Des changements importants sont à venir en matière de loyers impayés, comme le rapporte Capital. À compter du 1er janvier 2027, de nouvelles dispositions entreront en vigueur, modifiant la façon dont les impayés sont détectés et traités, notamment en ce qui concerne les aides au logement. Ces modifications devraient avoir un impact significatif sur les propriétaires et les locataires.

Aujourd’hui, les organismes comme la CAF ou la MSA considèrent qu’un locataire est en situation d’impayé lorsque la dette accumulée atteint l’équivalent de deux mois de loyer charges comprises, après déduction des aides au logement. Cependant, à partir de 2027, ce seuil sera revu. Un impayé sera désormais reconnu si la dette dépasse 450 euros (loyer et charges), ou si le locataire n’a pas payé son loyer pendant trois mois, même si la somme totale reste inférieure à 450 euros.

Ce qu'il faut retenir

  • Un décret publié le 12 février prévoit de nouvelles règles pour les loyers impayés à partir de 2027.
  • Le seuil d’impayé sera revu à 450 euros ou trois mois de non-paiement.
  • Les propriétaires devront prévenir l’organisme (CAF ou MSA) qui verse l’aide au logement en cas d’impayé.
  • L’aide au logement pourra être versée directement au propriétaire en cas d’impayé.
  • L’aide au logement sera en principe conservée même si le bail est résilié.

Les conséquences pour les propriétaires et les locataires

Les nouvelles dispositions devraient permettre une meilleure détection et un traitement plus efficace des impayés. Lorsqu’un locataire bénéficie d’une aide personnelle au logement et qu’un impayé est constaté, le propriétaire doit prévenir l’organisme (CAF ou MSA) qui verse cette aide. Il dispose pour cela d’un délai de deux mois, rappelle le site Service Public.

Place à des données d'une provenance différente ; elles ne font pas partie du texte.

#[cfg(test)]
mod tests {
    use std::io;
    use super::*;
    use rstest::rstest;
    use tokio::runtime::{Builder, Runtime};
    use crate::packet::ACK_DATAGRAM;
    use crate::socket::MockDatagramSocket;
    use crate::test_util::{simulated_link, test_addr, FaultPlan, SimulatedSocket};

    fn paused_runtime() -> Runtime {
        Builder::new_current_thread()
            .enable_all()
            .start_paused(true)
            .build().unwrap()
    }

    fn decode_sent(socket: &SimulatedSocket) -> Vec<(u8, bool, usize)> {
        socket.sent_datagrams().iter()
            .map(|d| Packet::decode(d, 1024).unwrap())
            .map(|p| (p.sequence.to_wire(), p.is_last, p.payload.len()))
            .collect()
    }

    #[rstest]
    #[case::empty(0, 1024, vec![(0, true)])]
    #[case::single(10, 1024, vec![(10, true)])]
    #[case::exact(1024, 1024, vec![(1024, true)])]
    #[case::three(3000, 1024, vec![(1024, false), (1024, false), (952, true)])]
    #[case::exact_multiple(2048, 1024, vec![(1024, false), (1024, true)])]
    fn test_chunking(#[case] total_len: usize, #[case] max_segment: usize, #[case] expected: Vec<(usize, bool)>) {
        let data = vec![1u8; total_len];
        let mut session = TransferSession::new(total_len);

        let mut chunks = Vec::new();
        loop {
            let (chunk, is_last) = session.next_chunk(&data, max_segment);
            chunks.push((chunk.len(), is_last));
            session.on_acked(chunk.len());
            if is_last {
                break;
            }
        }
        assert_eq!(chunks, expected);
        assert_eq!(session.bytes_acked, total_len);
    }

    #[rstest]
    #[case::single_packet(1024, 0)]
    #[case::every_packet_is_25_percent(4096, 4)]
    #[case::percent_step(1024 * 100, 20)]
    #[case::packet_step(1024 * 1000, 100)]
    fn test_progress_due(#[case] total_len: usize, #[case] expected_reports: usize) {
        let config = ArqConfig::default();
        let data = vec![0u8; total_len];
        let mut session = TransferSession::new(total_len);

        let mut num_reports = 0;
        loop {
            let (chunk, is_last) = session.next_chunk(&data, config.max_segment);
            session.on_acked(chunk.len());
            if session.progress_due(&config).is_some() {
                num_reports += 1;
            }
            if is_last {
                break;
            }
        }
        assert_eq!(num_reports, expected_reports);
    }

    #[test]
    fn test_lossless_transfer_alternates_sequence() {
        paused_runtime().block_on(async {
            let (client, server) = simulated_link(test_addr(1), FaultPlan::reliable(), test_addr(2), FaultPlan::reliable());
            let client = Arc::new(client);

            let server = tokio::spawn(async move {
                let mut buf = [0u8; 2048];
                let mut num_packets = 0;
                while num_packets < 3 {
                    let (_, from) = server.recv_from(&mut buf).await.unwrap();
                    server.send_to(from, &ACK_DATAGRAM).await.unwrap();
                    num_packets += 1;
                }
            });

            let mut sender = Sender::new(Arc::new(ArqConfig::default()), client.clone(), test_addr(2)).unwrap();
            let report = sender.send(&vec![7u8; 3000]).await.unwrap();
            server.await.unwrap();

            assert_eq!(sender.state(), SenderState::Completed);
            assert_eq!(report.bytes, 3000);
            assert_eq!(report.packets, 3);
            assert_eq!(report.retransmissions, 0);
            assert_eq!(report.latency.count, 3);
            assert_eq!(decode_sent(&client), vec![(0, false, 1024), (1, false, 1024), (0, true, 952)]);
        });
    }

    #[test]
    fn test_always_timing_out_fails_after_max_retries() {
        paused_runtime().block_on(async {
            let (client, _server) = simulated_link(test_addr(1), FaultPlan::dropping_all(), test_addr(2), FaultPlan::reliable());
            let client = Arc::new(client);

            let mut sender = Sender::new(Arc::new(ArqConfig::default()), client.clone(), test_addr(2)).unwrap();
            let start = Instant::now();
            let result = sender.send(b"abc").await;

            match result {
                Err(TransferError::RetriesExhausted { sequence, retries, last_failure }) => {
                    assert_eq!(sequence, SequenceBit::ZERO);
                    assert_eq!(retries, 5);
                    assert_eq!(last_failure, FailureKind::AckTimeout);
                }
                other => panic!("unexpected result {:?}", other),
            }
            assert_eq!(sender.state(), SenderState::Failed);
            assert_eq!(client.sent_datagrams().len(), 5);
            assert_eq!(start.elapsed(), Duration::from_millis(5000));
        });
    }

    #[test]
    fn test_send_failures_back_off_exponentially() {
        paused_runtime().block_on(async {
            let mut num_send_calls = 0;
            let mut socket = MockDatagramSocket::new();
            socket.expect_send_to()
                .times(5)
                .returning(move |_, _| {
                    num_send_calls += 1;
                    if num_send_calls <= 4 {
                        Err(io::Error::new(io::ErrorKind::Other, "no buffer space"))
                    }
                    else {
                        Ok(())
                    }
                });
            socket.expect_recv_from()
                .times(1)
                .returning(|buf| {
                    buf[0] = 0xff;
                    Ok((1, test_addr(2)))
                });

            let mut sender = Sender::new(Arc::new(ArqConfig::default()), Arc::new(socket), test_addr(2)).unwrap();
            let start = Instant::now();
            let report = sender.send(b"abc").await.unwrap();

            assert_eq!(start.elapsed(), Duration::from_millis(100 + 200 + 400 + 800));
            assert_eq!(report.retransmissions, 4);
            assert_eq!(report.latency.retries, 1);
        });
    }

    #[test]
    fn test_send_failures_exhaust_budget() {
        paused_runtime().block_on(async {
            let mut socket = MockDatagramSocket::new();
            socket.expect_send_to()
                .times(5)
                .returning(|_, _| Err(io::Error::new(io::ErrorKind::PermissionDenied, "denied")));
            socket.expect_recv_from()
                .never();

            let mut sender = Sender::new(Arc::new(ArqConfig::default()), Arc::new(socket), test_addr(2)).unwrap();
            let start = Instant::now();
            let result = sender.send(b"abc").await;

            assert!(matches!(result, Err(TransferError::RetriesExhausted {
                retries: 5,
                last_failure: FailureKind::Send(io::ErrorKind::PermissionDenied),
                ..
            })));
            assert_eq!(start.elapsed(), Duration::from_millis(100 + 200 + 400 + 800));
        });
    }

    #[rstest]
    #[case::invalid_ack(Ok((vec![0x00], test_addr(2))), 2)]
    #[case::oversized_ack(Ok((vec![0xff, 0xff], test_addr(2))), 2)]
    #[case::receive_error(Err(io::ErrorKind::ConnectionRefused), 2)]
    #[case::foreign_address(Ok((vec![0xff], test_addr(99))), 1)]
    fn test_unexpected_first_datagram(#[case] first: Result<(Vec<u8>, SocketAddr), io::ErrorKind>, #[case] expected_transmissions: usize) {
        paused_runtime().block_on(async {
            let mut socket = MockDatagramSocket::new();
            socket.expect_send_to()
                .times(expected_transmissions)
                .returning(|_, _| Ok(()));

            let mut first = Some(first);
            socket.expect_recv_from()
                .times(2)
                .returning(move |buf| {
                    match first.take() {
                        Some(Ok((datagram, from))) => {
                            buf[..datagram.len()].copy_from_slice(&datagram);
                            Ok((datagram.len(), from))
                        }
                        Some(Err(kind)) => Err(io::Error::new(kind, "simulated")),
                        None => {
                            buf[0] = 0xff;
                            Ok((1, test_addr(2)))
                        }
                    }
                });

            let mut sender = Sender::new(Arc::new(ArqConfig::default()), Arc::new(socket), test_addr(2)).unwrap();
            let start = Instant::now();
            let report = sender.send(b"abc").await.unwrap();

            // no backoff for anything but send failures
            assert_eq!(start.elapsed(), Duration::ZERO);
            assert_eq!(report.retransmissions as usize, expected_transmissions - 1);
        });
    }

    #[test]
    fn test_rtt_is_measured_from_last_transmission() {
        paused_runtime().block_on(async {
            let (client, server) = simulated_link(test_addr(1), FaultPlan::dropping(&[0]), test_addr(2), FaultPlan::reliable());

            let server = tokio::spawn(async move {
                let mut buf = [0u8; 2048];
                let (_, from) = server.recv_from(&mut buf).await.unwrap();
                sleep(Duration::from_millis(30)).await;
                server.send_to(from, &ACK_DATAGRAM).await.unwrap();
            });

            let mut sender = Sender::new(Arc::new(ArqConfig::default()), Arc::new(client), test_addr(2)).unwrap();
            let report = sender.send(b"abc").await.unwrap();
            server.await.unwrap();

            assert_eq!(report.retransmissions, 1);
            assert_eq!(report.latency.max, Duration::from_millis(30));
            assert_eq!(report.latency.retries, 1);
            assert_eq!(report.latency.elapsed, Duration::from_millis(1030));
        });
    }

    #[test]
    fn test_second_send_is_rejected() {
        paused_runtime().block_on(async {
            let mut socket = MockDatagramSocket::new();
            socket.expect_send_to()
                .times(1)
                .returning(|_, _| Ok(()));
            socket.expect_recv_from()
                .times(1)
                .returning(|buf| {
                    buf[0] = 0xff;
                    Ok((1, test_addr(2)))
                });

            let mut sender = Sender::new(Arc::new(ArqConfig::default()), Arc::new(socket), test_addr(2)).unwrap();
            sender.send(b"").await.unwrap();

            assert!(matches!(sender.send(b"abc").await, Err(TransferError::InvalidState(SenderState::Completed))));
            assert_eq!(sender.state(), SenderState::Completed);
        });
    }

    #[test]
    fn test_invalid_config_is_rejected() {
        let config = ArqConfig { max_retries: 0, ..Default::default() };
        assert!(Sender::new(Arc::new(config), Arc::new(MockDatagramSocket::new()), test_addr(2)).is_err());
    }
}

S’il ne respecte pas ce délai, il s’expose à une amende.

Ce délai permet notamment « la mise en place, le plus tôt possible, d’un plan d'apurement de la dette entre le propriétaire et le locataire, autrement dit l’établissement d’un échéancier de remboursement ». Le décret précise également la procédure concernant le versement des aides au logement. Lorsque l’aide est normalement versée au locataire, la CAF ou la MSA pourra proposer au propriétaire de la percevoir directement après le signalement d’un impayé.

Les aides au logement

L’objectif est d’utiliser cette somme pour réduire la dette et sécuriser une partie du paiement du loyer. Autre évolution notable : le maintien des APL en cas de difficultés de paiement. À partir de 2027, l’aide sera en principe conservée même si le bail est résilié. Elle ne pourra être suspendue que dans des situations bien précises, notamment si la mauvaise foi du locataire est reconnue par la justice ou par la commission de surendettement, ou si une décision judiciaire d’expulsion définitive constate des troubles causés dans le logement, comme des nuisances répétées ou des dégradations.

Et maintenant ?

Les nouvelles dispositions devraient entrer en vigueur le 1er janvier 2027. Il est important pour les propriétaires et les locataires de se préparer à ces changements et de comprendre les nouvelles règles pour les loyers impayés. Les organismes comme la CAF ou la MSA devraient également communiquer clairement sur ces modifications pour aider les parties concernées à naviguer dans ce nouveau paysage réglementaire.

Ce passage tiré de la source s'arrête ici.